Personally, I've found that the thing that scares both runners and players the most are the things that are never said; whispered words spoken by mute mouths, the faces of people who never existed, clawing regrets that cling to the back of the throat like so much acrid bile.
I once had a party so terrified of a dark, quiet room that it nearly broke their spirits. People fear the unknown; a cliche, but it still holds up for a reason. Hallucinations, visions and nightmares themselves are powerful and useful tools; be sure to use them wisely.
If you're looking for Shadowrun-specific ideas... Well, here's my 0.02¥.
•Your street samurai has a nightmare about slowly watching their cyber bits disintegrating into rust, feeling their precious bioware rot and bubble inside them, turning into festering cancer, being unable to stop this process as they wither and decay into insignificance.

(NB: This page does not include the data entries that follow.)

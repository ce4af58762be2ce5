//! Route policy tables and their evaluation order.
//!
//! A [`RoutePolicy`] is one ordered list of [`PolicyStep`]s over one set of
//! [`RouteTables`]. Precedence is the order of the list; every step reads the
//! same tables, so the member-namespace redirect can never disagree with the
//! auth and role gates about which paths are protected.

use hireline_core::{RoleSet, RoleTag};

/// A deprecated path prefix and its replacement.
#[derive(Debug, Clone, PartialEq, Eq)]
pub struct LegacyRedirect {
    /// Deprecated prefix.
    pub from: String,
    /// Prefix it moved to.
    pub to: String,
}

impl LegacyRedirect {
    /// Create a redirect.
    #[must_use]
    pub fn new(from: impl Into<String>, to: impl Into<String>) -> Self {
        Self {
            from: from.into(),
            to: to.into(),
        }
    }
}

/// A path prefix reserved for some roles.
#[derive(Debug, Clone, PartialEq, Eq)]
pub struct RoleRule {
    /// Path prefix the rule covers.
    pub prefix: String,
    /// Roles allowed in.
    pub allowed: RoleSet,
    /// Where signed-in users without an allowed role are sent.
    pub fallback: String,
}

impl RoleRule {
    /// Create a rule.
    #[must_use]
    pub fn new(
        prefix: impl Into<String>,
        allowed: impl IntoIterator<Item = RoleTag>,
        fallback: impl Into<String>,
    ) -> Self {
        Self {
            prefix: prefix.into(),
            allowed: allowed.into_iter().collect(),
            fallback: fallback.into(),
        }
    }
}

/// The path tables every step consults.
#[derive(Debug, Clone, PartialEq, Eq)]
pub struct RouteTables {
    /// Prefixes that bypass the guard entirely.
    pub internal_prefixes: Vec<String>,
    /// Deprecated prefixes, first match wins.
    pub legacy: Vec<LegacyRedirect>,
    /// Paths only signed-out visitors may see.
    pub guest_only: Vec<String>,
    /// Prefix of the member area.
    pub member_namespace: String,
    /// Landing page for members.
    pub member_home: String,
    /// Landing page for everyone else.
    pub default_home: String,
    /// Sign-in page.
    pub login_path: String,
    /// Prefixes that require any signed-in user.
    pub auth_required: Vec<String>,
    /// Role-gated prefixes, first match wins.
    pub role_rules: Vec<RoleRule>,
}

impl RouteTables {
    /// Returns `true` if the path is auth-required or role-gated.
    #[must_use]
    pub fn is_protected(&self, path: &str) -> bool {
        self.auth_required.iter().any(|p| matches_prefix(path, p))
            || self.role_rules.iter().any(|r| matches_prefix(path, &r.prefix))
    }

    /// Returns `true` if the path is guest-only.
    #[must_use]
    pub fn is_guest_only(&self, path: &str) -> bool {
        self.guest_only.iter().any(|p| matches_prefix(path, p))
    }

    /// Returns `true` if the path bypasses the guard.
    #[must_use]
    pub fn is_internal(&self, path: &str) -> bool {
        self.internal_prefixes.iter().any(|p| matches_prefix(path, p))
    }

    /// Returns `true` if the path lies inside the member area.
    #[must_use]
    pub fn in_member_namespace(&self, path: &str) -> bool {
        matches_prefix(path, &self.member_namespace)
    }
}

impl Default for RouteTables {
    fn default() -> Self {
        let strings = |items: &[&str]| items.iter().map(|s| (*s).to_string()).collect();
        Self {
            internal_prefixes: strings(&[
                "/api",
                "/_next",
                "/static",
                "/assets",
                "/favicon.ico",
                "/robots.txt",
                "/health",
                "/session",
            ]),
            legacy: vec![
                LegacyRedirect::new("/mypage", "/dashboard"),
                LegacyRedirect::new("/company/jobs", "/company/postings"),
                LegacyRedirect::new("/admin/members", "/admin/users"),
            ],
            guest_only: strings(&["/login", "/signup"]),
            member_namespace: "/dashboard".to_string(),
            member_home: "/dashboard".to_string(),
            default_home: "/".to_string(),
            login_path: "/login".to_string(),
            auth_required: strings(&["/dashboard", "/account", "/onboarding"]),
            role_rules: vec![
                RoleRule::new("/admin", [RoleTag::Admin], "/"),
                RoleRule::new("/company", [RoleTag::Company, RoleTag::Admin], "/"),
                RoleRule::new(
                    "/dashboard",
                    [RoleTag::User, RoleTag::JoinedUser, RoleTag::Admin],
                    "/",
                ),
            ],
        }
    }
}

/// One stage of route evaluation.
#[derive(Debug, Clone, Copy, PartialEq, Eq)]
pub enum PolicyStep {
    /// Prefetches and internal prefixes pass untouched.
    Internal,
    /// Deprecated prefixes move to their replacement.
    Legacy,
    /// Signed-in users leave the sign-in pages.
    GuestOnly,
    /// Members stay inside the member area.
    MemberNamespace,
    /// Signed-out visitors are sent to sign in.
    AuthRequired,
    /// Role-gated prefixes admit only their roles.
    RoleGated,
}

/// Ordered route policy.
#[derive(Debug, Clone, PartialEq, Eq)]
pub struct RoutePolicy {
    /// Steps in precedence order.
    pub steps: Vec<PolicyStep>,
    /// Tables the steps read.
    pub tables: RouteTables,
}

impl RoutePolicy {
    /// The evaluation order used by the marketplace.
    pub const DEFAULT_STEPS: [PolicyStep; 6] = [
        PolicyStep::Internal,
        PolicyStep::Legacy,
        PolicyStep::GuestOnly,
        PolicyStep::MemberNamespace,
        PolicyStep::AuthRequired,
        PolicyStep::RoleGated,
    ];

    /// Create a policy with the default order over custom tables.
    #[must_use]
    pub fn with_tables(tables: RouteTables) -> Self {
        Self {
            steps: Self::DEFAULT_STEPS.to_vec(),
            tables,
        }
    }
}

impl Default for RoutePolicy {
    fn default() -> Self {
        Self::with_tables(RouteTables::default())
    }
}

/// Segment-aware prefix match.
///
/// `/admin` matches `/admin` and `/admin/users` but not `/administrator`.
#[must_use]
pub fn matches_prefix(path: &str, prefix: &str) -> bool {
    let prefix = prefix.trim_end_matches('/');
    if prefix.is_empty() {
        return true;
    }
    match path.strip_prefix(prefix) {
        Some(rest) => rest.is_empty() || rest.starts_with('/'),
        None => false,
    }
}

•Your hacker starts getting messages from themselves in the past in the form of video blog posts. It follows their transformation from relatively well-adjusted kid to malcontented teenager to bitter runner, clinically recording every drunken rant, every cry for attention, every self-inflicted wound as the light slowly dies in their eyes, to be replaced by the bitter chill of cynicism or the simulated edge of cybernetics, as appropriate.
•Outside, the shaman is suddenly and violently cut off from his power. The spirits have deserted them, the earth-mother forsaken them, the sky the color of plascrete as, in the distance, a cloud bank quickly closes in, followed closely by the chittering of locust. The clouds, morphing into creatures unknown to the world, chitter and squeal as they descend upon the shaman, eating through muscle, fat and cloth as easily as paper as the shaman screams and swats ineffectually, praying for any spirit to heed their call. They take their time and bring the shaman to the threshold of madness before they wake up screaming and shivering. The morning trid show notes a new breed of insect found deep within the forests of Amazonia.